According to Griffin, there were 98 appellate cases pending at the time of the Noel Canning decision that involved Members Block, Flynn and/or Griffin. (Former Member Craig Becker was validly appointed during an inter-session recess, according to the Supreme Court’s reasoning, such that the 34 cases challenging a Board quorum involving Becker do not appear to be affected on that basis.) Of these 98 cases, just over half (55) involved NLRB decisions that had already been filed in a circuit court. The NLRB has decided to file motions in every one of these cases requesting the court to return the Board’s decision to it for further review. In the remaining 43 cases, the Board has opted to modify or set aside its previous orders through unpublished decisions on a case-by-case basis.
Based on the Supreme Court’s reasoning, none of these 98 decisions, as they currently stand, have precedential value that can be relied upon by future litigants due to the lack of a quorum. Given that the Board no longer includes Members Block, Flynn, and Griffin, and that their three replacements (Members Hirozawa, Johnson, and Miscimarra) were confirmed only after extensive Senate compromise, it is least plausible that the Board will revisit some of these decisions.
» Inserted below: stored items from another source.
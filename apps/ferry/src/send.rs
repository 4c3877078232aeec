use std::time::Duration;

use ferry_client::{
    TcpConnector, UploadConfig, UploadDriver, UploadEvent, UploadReport, UploadState,
};
use indicatif::{ProgressBar, ProgressStyle};
use tokio::sync::mpsc;
use tokio_util::sync::CancellationToken;
use tracing::info;

/// Uploads one file, drawing a progress bar unless `quiet`.
pub async fn run(
    connector: TcpConnector,
    config: UploadConfig,
    quiet: bool,
) -> anyhow::Result<UploadReport> {
    let cancel = CancellationToken::new();
    let interrupt = cancel.clone();
    tokio::spawn(async move {
        if tokio::signal::ctrl_c().await.is_ok() {
            info!("interrupt received, cancelling upload");
            interrupt.cancel();
        }
    });

    let total = tokio::fs::metadata(&config.file_path).await?.len();
    let bar = progress_bar(total, quiet);

    let (tx, mut rx) = mpsc::channel(256);
    let display = {
        let bar = bar.clone();
        tokio::spawn(async move {
            while let Some(event) = rx.recv().await {
                render(&bar, &event);
            }
        })
    };

    let result = UploadDriver::new(connector, config, cancel)
        .with_events(tx)
        .run()
        .await;

    // The driver owned the only sender; the display task drains and exits.
    let _ = display.await;
    match &result {
        Ok(_) => bar.finish_with_message("complete"),
        Err(_) => bar.abandon(),
    }
    Ok(result?)
}

fn progress_bar(total: u64, quiet: bool) -> ProgressBar {
    if quiet {
        return ProgressBar::hidden();
    }
    let bar = ProgressBar::new(total);
    bar.set_style(
        ProgressStyle::default_bar()
            .template("{spinner:.green} [{bar:40.cyan/blue}] {bytes}/{total_bytes} {msg}")
            .unwrap_or_else(|_| ProgressStyle::default_bar())
            .progress_chars("=> "),
    );
    bar.enable_steady_tick(Duration::from_millis(100));
    bar
}

fn render(bar: &ProgressBar, event: &UploadEvent) {
    match event {
        UploadEvent::StateChanged(state) => bar.set_message(state.to_string()),
        UploadEvent::Acknowledged {
            offset,
            bytes_per_second,
            ..
        } => {
            bar.set_position(*offset);
            bar.set_message(format_speed(*bytes_per_second));
        }
        UploadEvent::Retrying {
            attempt,
            delay,
            error,
        } => {
            bar.set_message(format!(
                "retry #{attempt} in {:.1}s ({error})",
                delay.as_secs_f64()
            ));
        }
        UploadEvent::Completed(report) => bar.set_position(report.total_size),
    }
}

fn format_speed(bytes_per_second: f64) -> String {
    if bytes_per_second <= 0.0 {
        return UploadState::Sending.to_string();
    }
    if bytes_per_second >= 1_048_576.0 {
        format!("{:.1} MiB/s", bytes_per_second / 1_048_576.0)
    } else {
        format!("{:.1} KiB/s", bytes_per_second / 1024.0)
    }
}
use std::future::Future;
use std::io;
use std::pin::Pin;
use std::time::Duration;

use tokio::io::{AsyncRead, AsyncWrite};
use tokio::net::TcpStream;
use tracing::debug;

/// Opens the byte streams an upload runs over.
///
/// Called once per connection attempt. Implemented for TCP by
/// [`TcpConnector`]; tests substitute in-memory streams.
pub trait Connector: Send + Sync {
    type Stream: AsyncRead + AsyncWrite + Unpin + Send;

    fn connect(&self) -> Pin<Box<dyn Future<Output = io::Result<Self::Stream>> + Send + '_>>;

    /// Human-readable peer description for logs.
    fn peer(&self) -> String;
}

/// Connects to `host:port` over TCP.
#[derive(Debug, Clone)]
pub struct TcpConnector {
    addr: String,
    timeout: Duration,
}

impl TcpConnector {
    pub fn new(host: impl Into<String>, port: u16) -> Self {
        Self {
            addr: format!("{}:{port}", host.into()),
            timeout: Duration::from_secs(10),
        }
    }

    /// Bounds each connection attempt.
    pub fn with_timeout(mut self, timeout: Duration) -> Self {
        self.timeout = timeout;
        self
    }
}

impl Connector for TcpConnector {
    type Stream = TcpStream;

    fn connect(&self) -> Pin<Box<dyn Future<Output = io::Result<TcpStream>> + Send + '_>> {
        Box::pin(async move {
            let stream = tokio::time::timeout(self.timeout, TcpStream::connect(&self.addr))
                .await
                .map_err(|_| {
                    io::Error::new(
                        io::ErrorKind::TimedOut,
                        format!("connect to {} timed out", self.addr),
                    )
                })??;
            if let Err(e) = stream.set_nodelay(true) {
                debug!(addr = %self.addr, "failed to set TCP_NODELAY: {e}");
            }
            Ok(stream)
        })
    }

    fn peer(&self) -> String {
        self.addr.clone()
    }
}
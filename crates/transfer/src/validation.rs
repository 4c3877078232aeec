use std::path::{Component, Path};

use crate::TransferError;

/// Validates one half of a transfer identity (client id or file name).
///
/// Each half becomes a single directory entry on the server, and travels
/// as one whitespace-delimited token on the wire.
///
/// Rejects:
/// - Empty values
/// - ASCII whitespace or control characters
/// - Path separators (`/` or `\`)
/// - `.` and `..`
/// - Windows prefix components (`C:`)
pub fn validate_identity_component(value: &str) -> Result<(), TransferError> {
    if value.is_empty() {
        return Err(TransferError::InvalidIdentity("empty value".into()));
    }

    if value
        .chars()
        .any(|c| c.is_ascii_whitespace() || c.is_control())
    {
        return Err(TransferError::InvalidIdentity(format!(
            "whitespace or control character not allowed: {value:?}"
        )));
    }

    if value.contains('/') || value.contains('\\') {
        return Err(TransferError::InvalidIdentity(format!(
            "path separator not allowed: {value}"
        )));
    }

    let mut components = Path::new(value).components();
    match (components.next(), components.next()) {
        (Some(Component::Normal(_)), None) => {}
        (Some(Component::CurDir | Component::ParentDir), _) => {
            return Err(TransferError::InvalidIdentity(format!(
                "relative directory not allowed: {value}"
            )));
        }
        (Some(Component::Prefix(_) | Component::RootDir), _) => {
            return Err(TransferError::InvalidIdentity(format!(
                "path prefix not allowed: {value}"
            )));
        }
        _ => {
            return Err(TransferError::InvalidIdentity(format!(
                "must be a single path component: {value}"
            )));
        }
    }

    Ok(())
}
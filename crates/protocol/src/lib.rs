//! Wire protocol for resumable single-file uploads.
//!
//! # Wire format
//!
//! ```text
//! HANDSHAKE (Client -> Server):  FIRST <client_id> <file_name> <total_size>\n
//!                           or:  RESUME <client_id> <file_name>\n
//! HANDSHAKE (Server -> Client):  ACK <stored_offset>\n
//!
//! PER CHUNK (Client -> Server):  DATA <n>\n  followed by exactly n raw bytes
//!           (Server -> Client):  ACK <stored_offset>\n
//!
//! FINISH    (Client -> Server):  FIN\n
//!           (Server -> Client):  COMPLETE\n
//! ```
//!
//! The server's `ACK` offset is authoritative: it always equals the number
//! of bytes durably stored for the transfer.

pub mod error;
pub mod framing;
pub mod messages;

pub use error::ProtocolError;
pub use framing::FramedStream;
pub use messages::{Reply, Request};

/// Maximum control line length in bytes. Longer lines are delivered truncated.
pub const MAX_LINE_LEN: usize = 2048;

/// Default chunk size used by clients (4 KiB).
pub const DEFAULT_CHUNK_SIZE: usize = 4096;

/// Default upper bound on a single `DATA` payload accepted by servers (1 MiB).
pub const DEFAULT_MAX_PAYLOAD: usize = 1024 * 1024;

/// Default TCP port.
pub const DEFAULT_PORT: u16 = 4000;
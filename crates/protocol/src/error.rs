//! Error types for the wire protocol.

/// Errors produced while framing or parsing protocol messages.
#[derive(Debug, thiserror::Error)]
pub enum ProtocolError {
    /// The transport failed or closed in the middle of a message.
    ///
    /// Fatal to the connection, never to the logical transfer.
    #[error("connection lost: {0}")]
    ConnectionLost(#[from] std::io::Error),

    #[error("malformed message: {0}")]
    Malformed(String),

    #[error("unexpected message: {0}")]
    Unexpected(String),
}

impl ProtocolError {
    /// Returns `true` if the error came from the transport rather than the peer.
    pub fn is_connection_lost(&self) -> bool {
        matches!(self, Self::ConnectionLost(_))
    }
}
That being said, the current Board remains free to adopt the reasoning of these pre-Noel Canning decisions as persuasive, in essence repaving the same road many months later.
Griffin offered little clarification about the extent to which the Board’s other (non-circuit court) opinions would be reviewed. Litigants who seek to challenge or reopen these decisions are free and, in many cases, likely to do so. Therefore, it still appears that there will be a considerable added backlog for the Board as a result of the decision.
What about regional directors whose appointments were confirmed by the “quorumless” Board? Griffin stated that the Board has not yet taken a position on the validity of those appointments or the actions taken by those regional directors. Considering that many of the decisions such directors make have widespread impact on the workplace, it is not difficult to imagine that anything short of re-starting the appointment process will lead to future litigation on the subject.